In S. cerevisiae, ubiquitin is encoded by a multigene family of natural gene fusions (UBI1, UBI2, UBI3, and UBI4). UBI1, UBI2, and UBI3 encode hybrid proteins in which ubiquitin is fused to unrelated amino acid sequences (128). UBI1 and UBI2 encode identical 52-residue polypeptide tails, which are components of the large ribosomal subunit. In contrast, UBI3 encodes a different 76-residue tail that corresponds to the S34 protein of the small ribosomal subunit (33, 128).

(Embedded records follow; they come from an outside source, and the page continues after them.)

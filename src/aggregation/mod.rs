pub mod charts;
pub mod grouping;

pub use charts::{
    genre_distribution, genre_frequency, genre_scores, popularity_vs_score, rating_distribution,
    studio_scores, top_genres, year_distribution, RatingBucket, RATING_BUCKETS,
};
pub use grouping::{group_in_order, GroupStats};
pub mod heuristic;
pub mod random;
pub mod remote;
pub mod types;

use async_trait::async_trait;

use crate::errors::Result;

pub use heuristic::{HeuristicEstimator, ScoreBreakdown};
pub use random::{FixedRandom, RandomSource, SeededRandom, ThreadRandom};
pub use remote::RemoteEstimator;
pub use types::{
    round1, ModelDescriptor, PredictionRequest, PredictionResult, RatingTier, DEFAULT_MEMBERS,
};

/// Anything that turns a feature selection into a rating estimate.
/// Fails with `InvalidRequest` when no genre is selected.
#[async_trait]
pub trait ScoreEstimator: Send + Sync {
    async fn estimate(&self, request: &PredictionRequest) -> Result<PredictionResult>;
}
//! Helpers shared by tests that need a live `/api` server
use axum::Router;
use std::sync::Arc;

use crate::api::{create_router, AppState};
use crate::config::{AppConfig, PredictorSettings};
use crate::domain::seed::available_genres;
use crate::prediction::{FixedRandom, HeuristicEstimator};
use crate::provider::StaticProvider;

/// Seed-backed state with the simple heuristic and no jitter
pub fn test_state() -> Arc<AppState> {
    let config = AppConfig::new();
    let estimator = HeuristicEstimator::with_random(
        PredictorSettings::simple(),
        Arc::new(FixedRandom::no_jitter()),
    )
    .with_known_genres(available_genres());

    Arc::new(AppState {
        provider: Arc::new(StaticProvider::seeded(&config)),
        estimator: Arc::new(estimator),
    })
}

pub fn test_router() -> Router {
    create_router(test_state())
}

/// Serves `app` on an ephemeral localhost port, returns `http://host:port`
pub async fn serve_app(app: Router) -> String {
    let listener = tokio::net::TcpListener::bind("127.0.0.1:0").await.unwrap();
    let addr = listener.local_addr().unwrap();
    tokio::spawn(async move {
        let _ = axum::serve(listener, app).await;
    });
    format!("http://{}", addr)
}

/// Base URL of a seed-backed `/api` server
pub async fn spawn_api() -> String {
    format!("{}/api", serve_app(test_router()).await)
}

The fourth ubiquitin gene in S. cerevisiae, UBI4, encodes a polyubiquitin precursor protein comprising five tandem repeats of ubiquitin in a spacerless head-to-tail arrangement (128).

All four ubiquitin genes are expressed in exponentially growing S. cerevisiae cells, but the expression of UBI1 and UBI2 is repressed in stationary-phase cells. Mutants lacking the ubiquitin-hybrid genes display slow-growth phenotypes, particularly in the case of the ubi3 deletion. UBI1 and UBI2 encode functionally redundant proteins that execute an essential function, as a ubi1 ubi2 double mutant is not viable (33). The UBI4 gene is strongly induced by starvation, high temperatures, and oxidative stress (18, 35), and overexpression of UBI4 restores heat shock sensitivity in the absence of the enzyme serine palmitoyltransferase, required for resistance to heat shock (40). Therefore, UBI4 is thought to provide ubiquitin under stress conditions (18, 34, 35, 128). The roles of ubiquitin in fungal pathogens have been less well characterized than those in model yeasts, but recent data strongly implicate polyubiquitin in growth, metabolism, and stress responses (Fig. 1).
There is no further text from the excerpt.